Above the roar of a hundred weapons, like a curdle in the blood that had been passed down to him from some other dust-filled field, Hodges could hear the Marines screaming. He joined them. It seemed appropriate, a century later and half a world away: a chorus of Rebel yells.
In five minutes it was over, and the company lay spent, watching other enemy groups pour out of the far treeline, moving east, across another open paddy. “Bronco” observation planes arrived and dove busily at the fleeing enemy, firing rockets and mini-guns, then stayed on station to direct artillery strikes, generous with air-bursting antipersonnel rounds, into the open fields.
They remained in the treeline as the sun crawled over them, watching the Broncos work out, in awe of the sheer numbers of enemy soldiers who were still fleeing the sweep.
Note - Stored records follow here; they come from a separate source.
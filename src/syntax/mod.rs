//! Syntax interface consumed by the declaration scanner
//!
//! The scanner never looks at tree-sitter nodes directly. A front end (see
//! [`javascript`]) lowers the concrete syntax tree into this owned, much
//! smaller tree: only the node kinds that can introduce or route names are
//! represented precisely, everything else collapses into
//! [`NodeKind::Unsupported`] with its lowered children kept for traversal.
//!
//! Every stage that walks these trees recursively stops at [`MAX_NESTING`],
//! so deeply nested input produces diagnostics instead of exhausting the stack.

pub mod javascript;

use crate::types::Range;

pub use javascript::JavaScriptSyntax;

/// Deepest nesting lowered, scanned, or organized; deeper subtrees are skipped
pub const MAX_NESTING: usize = 200;

/// A lowered syntax node with its source range
#[derive(Debug, Clone, PartialEq)]
pub struct Node {
    pub kind: NodeKind,
    pub range: Range,
}

/// Every syntax form the scanner knows how to route
#[derive(Debug, Clone, PartialEq)]
pub enum NodeKind {
    Program {
        body: Vec<Node>,
    },
    Block {
        body: Vec<Node>,
    },
    /// `export ...`; the exported declaration or value
    Export {
        body: Vec<Node>,
    },
    Import,
    Empty,
    ExpressionStatement {
        expression: Box<Node>,
    },
    If {
        consequent: Box<Node>,
        alternate: Option<Box<Node>>,
    },
    Labeled {
        body: Box<Node>,
    },
    Break,
    Continue,
    Debugger,
    With {
        body: Box<Node>,
    },
    Switch {
        cases: Vec<Node>,
    },
    SwitchCase {
        body: Vec<Node>,
    },
    Return {
        argument: Option<Box<Node>>,
    },
    Try {
        block: Box<Node>,
        handler: Option<Box<Node>>,
        finalizer: Option<Box<Node>>,
    },
    Catch {
        body: Box<Node>,
    },
    Throw {
        argument: Box<Node>,
    },
    Loop {
        kind: LoopKind,
        body: Box<Node>,
    },
    FunctionDeclaration {
        name: Option<String>,
        body: Box<Node>,
    },
    /// Function expressions, arrow functions and generator expressions
    FunctionExpression {
        name: Option<String>,
        body: Box<Node>,
    },
    VariableDeclaration {
        declarators: Vec<VariableDeclarator>,
    },
    ClassDeclaration {
        name: Option<String>,
        members: Vec<ClassMember>,
    },
    ClassExpression {
        members: Vec<ClassMember>,
    },
    This,
    Array {
        elements: Vec<Node>,
    },
    Object {
        properties: Vec<Property>,
    },
    Sequence {
        expressions: Vec<Node>,
    },
    Unary {
        argument: Box<Node>,
    },
    Binary {
        left: Box<Node>,
        right: Box<Node>,
    },
    Logical {
        left: Box<Node>,
        right: Box<Node>,
    },
    Assignment {
        target: Box<Node>,
        value: Box<Node>,
    },
    Update,
    Conditional {
        consequent: Box<Node>,
        alternate: Box<Node>,
    },
    New {
        callee: Box<Node>,
        arguments: Vec<Node>,
    },
    Call {
        callee: Box<Node>,
        arguments: Vec<Node>,
    },
    /// `object.property` or `object[key]`
    ///
    /// `property` is `None` for computed access whose key is not a literal.
    Member {
        object: Box<Node>,
        property: Option<String>,
    },
    Identifier {
        name: String,
    },
    /// `value` holds the unquoted text of string and numeric literals
    Literal {
        value: Option<String>,
    },
    /// A node kind with no declaration rule, `kind` is the front end's name for it
    Unsupported {
        kind: String,
        children: Vec<Node>,
    },
}

#[derive(Debug, Clone, Copy, PartialEq, Eq)]
pub enum LoopKind {
    While,
    DoWhile,
    For,
    ForIn,
}

#[derive(Debug, Clone, PartialEq)]
pub struct VariableDeclarator {
    /// `None` for destructuring patterns
    pub name: Option<String>,
    pub init: Option<Node>,
    pub range: Range,
}

#[derive(Debug, Clone, PartialEq)]
pub struct Property {
    /// `None` for computed keys and spread elements
    pub key: Option<String>,
    pub value: Node,
    pub range: Range,
}

#[derive(Debug, Clone, PartialEq)]
pub struct ClassMember {
    pub name: Option<String>,
    pub is_static: bool,
    pub value: Option<Node>,
    pub range: Range,
}

#[derive(Debug, Clone, Copy, PartialEq, Eq)]
pub enum CommentStyle {
    Block,
    Line,
}

/// A comment as reported by the front end, in source order
#[derive(Debug, Clone, PartialEq)]
pub struct RawComment {
    pub style: CommentStyle,
    /// Comment body without the `/*` `*/` or `//` delimiters
    pub text: String,
    pub range: Range,
    /// Source text preceding the comment opener on its starting line
    pub prefix: String,
}

/// A lowered source file: the program node plus every comment in it
#[derive(Debug, Clone, PartialEq)]
pub struct SourceFile {
    pub program: Node,
    pub comments: Vec<RawComment>,
    /// Whether the front end had to recover from syntax errors
    pub has_errors: bool,
    /// Position of the first syntax error, if any
    pub first_error: Option<Range>,
}

impl Node {
    pub fn new(kind: NodeKind, range: Range) -> Self {
        Self { kind, range }
    }

    /// Name of the node kind, used in diagnostics
    pub fn kind_name(&self) -> &str {
        match &self.kind {
            NodeKind::Program { .. } => "Program",
            NodeKind::Block { .. } => "Block",
            NodeKind::Export { .. } => "Export",
            NodeKind::Import => "Import",
            NodeKind::Empty => "Empty",
            NodeKind::ExpressionStatement { .. } => "ExpressionStatement",
            NodeKind::If { .. } => "If",
            NodeKind::Labeled { .. } => "Labeled",
            NodeKind::Break => "Break",
            NodeKind::Continue => "Continue",
            NodeKind::Debugger => "Debugger",
            NodeKind::With { .. } => "With",
            NodeKind::Switch { .. } => "Switch",
            NodeKind::SwitchCase { .. } => "SwitchCase",
            NodeKind::Return { .. } => "Return",
            NodeKind::Try { .. } => "Try",
            NodeKind::Catch { .. } => "Catch",
            NodeKind::Throw { .. } => "Throw",
            NodeKind::Loop { .. } => "Loop",
            NodeKind::FunctionDeclaration { .. } => "FunctionDeclaration",
            NodeKind::FunctionExpression { .. } => "FunctionExpression",
            NodeKind::VariableDeclaration { .. } => "VariableDeclaration",
            NodeKind::ClassDeclaration { .. } => "ClassDeclaration",
            NodeKind::ClassExpression { .. } => "ClassExpression",
            NodeKind::This => "This",
            NodeKind::Array { .. } => "Array",
            NodeKind::Object { .. } => "Object",
            NodeKind::Sequence { .. } => "Sequence",
            NodeKind::Unary { .. } => "Unary",
            NodeKind::Binary { .. } => "Binary",
            NodeKind::Logical { .. } => "Logical",
            NodeKind::Assignment { .. } => "Assignment",
            NodeKind::Update => "Update",
            NodeKind::Conditional { .. } => "Conditional",
            NodeKind::New { .. } => "New",
            NodeKind::Call { .. } => "Call",
            NodeKind::Member { .. } => "Member",
            NodeKind::Identifier { .. } => "Identifier",
            NodeKind::Literal { .. } => "Literal",
            NodeKind::Unsupported { kind, .. } => kind,
        }
    }

    pub fn identifier(name: impl Into<String>, range: Range) -> Self {
        Self::new(NodeKind::Identifier { name: name.into() }, range)
    }
}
There were now literally hundreds of North Vietnamese soldiers crossing the paddies from west to east in large droves. They did not flee toward the company again. They had begun moving in a large circle, unbeknownst to the Marines. They moved south until they were almost in range of the company. They moved east until they were almost in range of the other blocking companies. They moved north to the far fringe of the valley. Then they moved back to the west, escaping through a crease in the sweeping battalion's coverage caused by thick foliage. Even in their fleeing there was order. Later, with eight Marine companies converged haphazardly in the eastern section of the valley, they would attack, choosing their own targets. They had taken casualties determining the location of the blocking companies. They were taking continual casualties from artillery and air strikes. But they had already broken out.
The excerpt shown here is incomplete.